Reading your words, I would completely agree with you that *you* find such a thing incomprehensible. That you suffer from this fundamental lack of understanding, however, is something that you should be *quite* grateful for and appreciative of. Unless one has been there, done that, or is currently living it, there can be no real or true understanding of what it is like. And please do not make the mistake of falling into the trap of over-simplifying the issue. In the end, that serves no one well.

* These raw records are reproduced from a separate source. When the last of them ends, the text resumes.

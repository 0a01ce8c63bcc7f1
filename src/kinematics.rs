//! Rigid-body kinematics of the legs.
//!
//! The estimator consumes kinematics through the [`KinematicsProvider`]
//! trait: given the joint configuration and joint velocities it returns the
//! pose, Jacobian and Jacobian time-derivative of the torso and of each sole
//! contact point, all expressed in the base frame, plus the generalized
//! gravity torques needed by the ground reaction force estimate.
//!
//! [`LegChainModel`] implements the trait for a robot made of two serial legs
//! of revolute joints attached to a common base, loaded from a JSON robot
//! description:
//!
//! ```json
//! {
//!   "name": "biped",
//!   "legs": [
//!     {
//!       "foot": "left",
//!       "joints": [
//!         {
//!           "name": "l_hip_roll",
//!           "origin": { "xyz": [0.0, 0.1, -0.1], "rpy": [0.0, 0.0, 0.0] },
//!           "axis": [1.0, 0.0, 0.0],
//!           "mass": 1.5,
//!           "com": [0.0, 0.0, -0.05]
//!         }
//!       ]
//!     }
//!   ]
//! }
//! ```
//!
//! Joint indices follow the leg order left then right, and the declaration
//! order within each leg.

use std::{ops::Range, path::Path};

use nalgebra::{
    DVector, Isometry3, Matrix6xX, Point3, Rotation3, Translation3, UnitQuaternion, UnitVector3,
    Vector3, Vector6,
};
use serde::Deserialize;

use crate::{
    config::FrameOffsets,
    error::{KinematicsError, ModelError},
    foot::{Feet, Foot},
    rotation::euler_zyx_to_matrix,
};

/// Pose and first-order kinematics of one point of interest.
#[derive(Debug, Clone, PartialEq)]
pub struct LinkKinematics {
    /// Pose of the point in the base frame.
    pub pose: Isometry3<f64>,
    /// Jacobian mapping joint velocities to the point's spatial velocity.
    ///
    /// Rows `0..3` hold the linear part, rows `3..6` the angular part.
    pub jacobian: Matrix6xX<f64>,
    /// Time-derivative of [`Self::jacobian`] at the current joint velocity.
    pub jacobian_dot: Matrix6xX<f64>,
}

impl LinkKinematics {
    /// A point fixed to the base at `pose`, for a model with `dof` joints.
    #[must_use]
    pub fn fixed(pose: Isometry3<f64>, dof: usize) -> Self {
        Self {
            pose,
            jacobian: Matrix6xX::zeros(dof),
            jacobian_dot: Matrix6xX::zeros(dof),
        }
    }

    /// Position of the point in the base frame.
    #[must_use]
    pub fn position(&self) -> Vector3<f64> {
        self.pose.translation.vector
    }

    /// Spatial velocity `[v; w]` of the point relative to the base, `J qd`.
    #[must_use]
    pub fn velocity(&self, qd: &DVector<f64>) -> Vector6<f64> {
        &self.jacobian * qd
    }

    /// Spatial acceleration `[a; alpha]` of the point relative to the base,
    /// `J qdd + Jdot qd`.
    #[must_use]
    pub fn acceleration(&self, qd: &DVector<f64>, qdd: &DVector<f64>) -> Vector6<f64> {
        &self.jacobian * qdd + &self.jacobian_dot * qd
    }
}

/// Everything the estimator needs from the rigid-body model for one cycle.
#[derive(Debug, Clone, PartialEq)]
pub struct KinematicsFrame {
    /// The torso reference point.
    pub body: LinkKinematics,
    /// The sole contact points.
    pub feet: Feet<LinkKinematics>,
    /// Joint torques that hold the legs against gravity without contact.
    pub gravity_torque: DVector<f64>,
}

/// A source of leg kinematics.
pub trait KinematicsProvider {
    /// Number of actuated joints.
    fn dof(&self) -> usize;

    /// Indices of the joints belonging to the leg ending in `foot`.
    fn leg_joints(&self, foot: Foot) -> Range<usize>;

    /// Computes the kinematics for joint positions `q` and velocities `qd`.
    ///
    /// `gravity` is the gravitational acceleration expressed in the base
    /// frame, and `offsets` locate the torso and sole reference points.
    ///
    /// # Errors
    ///
    /// Returns a [`KinematicsError`] if the joint state cannot be evaluated,
    /// in which case the caller keeps its previous estimate.
    fn compute(
        &self,
        q: &DVector<f64>,
        qd: &DVector<f64>,
        gravity: &Vector3<f64>,
        offsets: &FrameOffsets,
    ) -> Result<KinematicsFrame, KinematicsError>;
}

#[derive(Debug, Clone, Default, Deserialize)]
struct OriginDescription {
    #[serde(default)]
    xyz: [f64; 3],
    #[serde(default)]
    rpy: [f64; 3],
}

#[derive(Debug, Clone, Deserialize)]
struct JointDescription {
    name: String,
    #[serde(default)]
    origin: OriginDescription,
    axis: [f64; 3],
    #[serde(default)]
    mass: f64,
    #[serde(default)]
    com: [f64; 3],
}

#[derive(Debug, Clone, Deserialize)]
struct LegDescription {
    foot: String,
    joints: Vec<JointDescription>,
}

#[derive(Debug, Clone, Deserialize)]
struct ModelDescription {
    name: String,
    legs: Vec<LegDescription>,
}

/// A revolute joint and the link it drives.
#[derive(Debug, Clone)]
struct ChainJoint {
    /// Static transform from the parent link frame to this joint frame.
    origin: Isometry3<f64>,
    /// Rotation axis in the joint frame.
    axis: UnitVector3<f64>,
    /// Mass of the child link.
    mass: f64,
    /// Center of mass of the child link in the joint frame.
    com: Vector3<f64>,
}

/// A serial leg from the base to the ankle.
#[derive(Debug, Clone)]
struct LegChain {
    /// Index of the first joint of this leg in the full joint vector.
    start: usize,
    joints: Vec<ChainJoint>,
}

/// Joint frames of a leg evaluated at one configuration.
struct ChainFrames {
    /// Joint origins in the base frame, before the joint rotation.
    origins: Vec<Vector3<f64>>,
    /// Joint axes in the base frame.
    axes: Vec<Vector3<f64>>,
    /// Link centers of mass in the base frame.
    coms: Vec<Vector3<f64>>,
    /// Transform of the last link.
    tip: Isometry3<f64>,
}

impl LegChain {
    fn range(&self) -> Range<usize> {
        self.start..self.start + self.joints.len()
    }

    fn frames(&self, q: &DVector<f64>) -> ChainFrames {
        let n = self.joints.len();
        let mut transform = Isometry3::identity();
        let mut origins = Vec::with_capacity(n);
        let mut axes = Vec::with_capacity(n);
        let mut coms = Vec::with_capacity(n);

        for (joint, &angle) in self.joints.iter().zip(q.rows(self.start, n).iter()) {
            transform *= joint.origin;
            origins.push(transform.translation.vector);
            axes.push(transform.rotation * joint.axis.into_inner());

            transform *= UnitQuaternion::from_axis_angle(&joint.axis, angle);
            coms.push((transform * Point3::from(joint.com)).coords);
        }

        ChainFrames {
            origins,
            axes,
            coms,
            tip: transform,
        }
    }

    /// Kinematics of the sole point, and this leg's share of the gravity
    /// torques written into `gravity_torque`.
    fn evaluate(
        &self,
        q: &DVector<f64>,
        qd: &DVector<f64>,
        sole_offset: &Vector3<f64>,
        gravity: &Vector3<f64>,
        gravity_torque: &mut DVector<f64>,
    ) -> LinkKinematics {
        let dof = q.len();
        let n = self.joints.len();
        let frames = self.frames(q);
        let rates = qd.rows(self.start, n);

        let sole = (frames.tip * Point3::from(*sole_offset)).coords;
        let pose = Isometry3::from_parts(Translation3::from(sole), frames.tip.rotation);

        // velocity, relative to the base, of a point rigidly attached to the
        // link that follows joint `upto - 1`
        let point_velocity = |point: &Vector3<f64>, upto: usize| -> Vector3<f64> {
            (0..upto).fold(Vector3::zeros(), |v, k| {
                v + frames.axes[k].cross(&(point - frames.origins[k])) * rates[k]
            })
        };
        let sole_velocity = point_velocity(&sole, n);

        let mut jacobian = Matrix6xX::zeros(dof);
        let mut jacobian_dot = Matrix6xX::zeros(dof);
        let mut omega = Vector3::zeros();

        for j in 0..n {
            let col = self.start + j;
            let axis = frames.axes[j];
            let lever = sole - frames.origins[j];

            let axis_dot = omega.cross(&axis);
            let origin_velocity = point_velocity(&frames.origins[j], j);

            let linear = axis.cross(&lever);
            let linear_dot =
                axis_dot.cross(&lever) + axis.cross(&(sole_velocity - origin_velocity));

            jacobian.fixed_view_mut::<3, 1>(0, col).copy_from(&linear);
            jacobian.fixed_view_mut::<3, 1>(3, col).copy_from(&axis);
            jacobian_dot.fixed_view_mut::<3, 1>(0, col).copy_from(&linear_dot);
            jacobian_dot.fixed_view_mut::<3, 1>(3, col).copy_from(&axis_dot);

            omega += axis * rates[j];
        }

        // G_j = -sum_k m_k (a_j x (c_k - o_j)) . g over the links after joint j
        for j in 0..n {
            let axis = frames.axes[j];
            let origin = frames.origins[j];
            gravity_torque[self.start + j] = -(j..n)
                .map(|k| self.joints[k].mass * axis.cross(&(frames.coms[k] - origin)).dot(gravity))
                .sum::<f64>();
        }

        LinkKinematics {
            pose,
            jacobian,
            jacobian_dot,
        }
    }
}

/// Two serial legs of revolute joints attached to a common base.
#[derive(Debug, Clone)]
pub struct LegChainModel {
    name: String,
    legs: Feet<LegChain>,
}

impl LegChainModel {
    /// Loads a robot description from a JSON file.
    ///
    /// # Errors
    ///
    /// Returns a [`ModelError`] if the file cannot be read or does not
    /// describe exactly one leg per foot.
    pub fn from_file(path: impl AsRef<Path>) -> Result<Self, ModelError> {
        let path = path.as_ref();
        let content = std::fs::read_to_string(path).map_err(|source| ModelError::Io {
            path: path.to_path_buf(),
            source,
        })?;
        Self::from_json_str(&content)
    }

    /// Parses a robot description from a JSON string.
    ///
    /// # Errors
    ///
    /// Returns a [`ModelError`] if the document is malformed or does not
    /// describe exactly one leg per foot.
    pub fn from_json_str(json: &str) -> Result<Self, ModelError> {
        let description: ModelDescription = serde_json::from_str(json)?;
        Self::from_description(description)
    }

    fn from_description(description: ModelDescription) -> Result<Self, ModelError> {
        let mut legs: Feet<Option<LegDescription>> = Feet::default();

        for leg in description.legs {
            let foot = match leg.foot.as_str() {
                "left" => Foot::Left,
                "right" => Foot::Right,
                _ => return Err(ModelError::UnknownFoot(leg.foot)),
            };
            if leg.joints.is_empty() {
                return Err(ModelError::EmptyLeg(leg.foot));
            }
            if legs[foot].is_some() {
                return Err(ModelError::DuplicateFoot(leg.foot));
            }
            legs[foot] = Some(leg);
        }

        let mut start = 0;
        let mut chains = Vec::with_capacity(2);
        for foot in Foot::ALL {
            let leg = legs[foot]
                .take()
                .ok_or_else(|| ModelError::MissingFoot(foot.name().into()))?;
            let chain = build_chain(leg, start)?;
            start += chain.joints.len();
            chains.push(chain);
        }

        let right = chains.pop().ok_or_else(|| ModelError::MissingFoot("right".into()))?;
        let left = chains.pop().ok_or_else(|| ModelError::MissingFoot("left".into()))?;

        log::info!(
            "loaded model {} with {} + {} leg joints",
            description.name,
            left.joints.len(),
            right.joints.len()
        );

        Ok(Self {
            name: description.name,
            legs: Feet::new(left, right),
        })
    }

    /// Name of the robot.
    #[must_use]
    pub fn name(&self) -> &str {
        &self.name
    }
}

fn build_chain(leg: LegDescription, start: usize) -> Result<LegChain, ModelError> {
    let mut joints = Vec::with_capacity(leg.joints.len());

    for joint in leg.joints {
        let axis = Vector3::from(joint.axis);
        if !axis.iter().all(|v| v.is_finite()) || axis.norm() < 1e-9 {
            return Err(ModelError::InvalidAxis(joint.name));
        }

        let rotation = Rotation3::from_matrix_unchecked(euler_zyx_to_matrix(&Vector3::from(
            joint.origin.rpy,
        )));
        joints.push(ChainJoint {
            origin: Isometry3::from_parts(
                Translation3::from(Vector3::from(joint.origin.xyz)),
                UnitQuaternion::from_rotation_matrix(&rotation),
            ),
            axis: UnitVector3::new_normalize(axis),
            mass: joint.mass,
            com: Vector3::from(joint.com),
        });
    }

    Ok(LegChain { start, joints })
}

impl KinematicsProvider for LegChainModel {
    fn dof(&self) -> usize {
        self.legs.left.joints.len() + self.legs.right.joints.len()
    }

    fn leg_joints(&self, foot: Foot) -> Range<usize> {
        self.legs[foot].range()
    }

    fn compute(
        &self,
        q: &DVector<f64>,
        qd: &DVector<f64>,
        gravity: &Vector3<f64>,
        offsets: &FrameOffsets,
    ) -> Result<KinematicsFrame, KinematicsError> {
        let dof = self.dof();
        for len in [q.len(), qd.len()] {
            if len != dof {
                return Err(KinematicsError::DimensionMismatch { expected: dof, got: len });
            }
        }
        if !q.iter().chain(qd.iter()).chain(gravity.iter()).all(|v| v.is_finite()) {
            return Err(KinematicsError::NonFinite);
        }

        let mut gravity_torque = DVector::zeros(dof);
        let feet = Feet::from_fn(|foot| {
            self.legs[foot].evaluate(q, qd, &offsets.feet[foot], gravity, &mut gravity_torque)
        });
        let body = LinkKinematics::fixed(
            Isometry3::from_parts(Translation3::from(offsets.body), UnitQuaternion::identity()),
            dof,
        );

        Ok(KinematicsFrame {
            body,
            feet,
            gravity_torque,
        })
    }
}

As for the comments you referenced made by Nigella and LeaP that you find "terribly judgmental" - be careful - they both know intimately through their own life experiences that which they talk about. If you are serious about learning about the *real life* issues faced by *real* transsexuals, you would do well to take a step back, reassess your own naïveté, open your mind, and actually *listen* to those-in-the-know that have earned their street-cred.

SassySal
07-02-2014, 12:04 AM
Yes thank you! I AM "*quite* grateful for and appreciative" and consider myself extremely lucky to not have suffered from what seems to me to be a terribly heart rending life experience and gut wrenching decision. I hope you will not interpret what you perceive as naiveté as insensitivity. I can assure you that I feel the deepest sympathy for *all* those involved, including the wife and the children.

Also, I am not sure where/how you see that I am "over simplifying the issue". I am trying to understand it, so I guess I am not sure what you mean by "street-cred", or what that has to do with what I asked or how I interpreted the tone of Nigella's and LeaP's responses. It seem that everyone else's were quite helpful in all regards.

arbon
07-02-2014, 12:56 AM
those that frankly, honestly, and sincerely do not really understand how/why such monumental decisions are made. Perhaps for some, leaving wife and family behind was necessary for their own personal survival. For me that just seems incomprehensible.

just need a good substantial amount of desperation to launch down that transition road (or be really lost in cd fantasy land). I dont know how much decision or choice really plays into. I felt more like it was something that was happening with me, something that had to be, more then anything. Though suicide was a very real alternative for me at the time because transitioning seemed so impossible and all the damage I would do to everyone else was not very appealing. Im glad that did not happen.

Aprilrain
07-02-2014, 06:09 AM
In a way, I'm lucky; my kids are completely accepting as are my mother and sisters.

I wouldn't count your chickens before they are hatched if I was you. You haven't even really begun to transition, you have no idea how these people will react once you start living your life full time as a woman.

Dianne S
07-02-2014, 01:43 PM
Well. I think I know my family better than you do. They've all seen Dianne and most of them have gone out in public with me as Dianne and even to social events, so I think I have a pretty good indication.

Aprilrain
07-02-2014, 08:17 PM
I don't claim to know anything about your family but I know about transitions. I hope your family is as wonderful as you think they are, You might get lucky, I did. Most people, however, are not so lucky and as they progress the once accepting spouse, child, parent, etc, suddenly changes their tune. All I'm saying is don't get caught out, be prepared to lose everything, you won't but you never know what or who you might lose.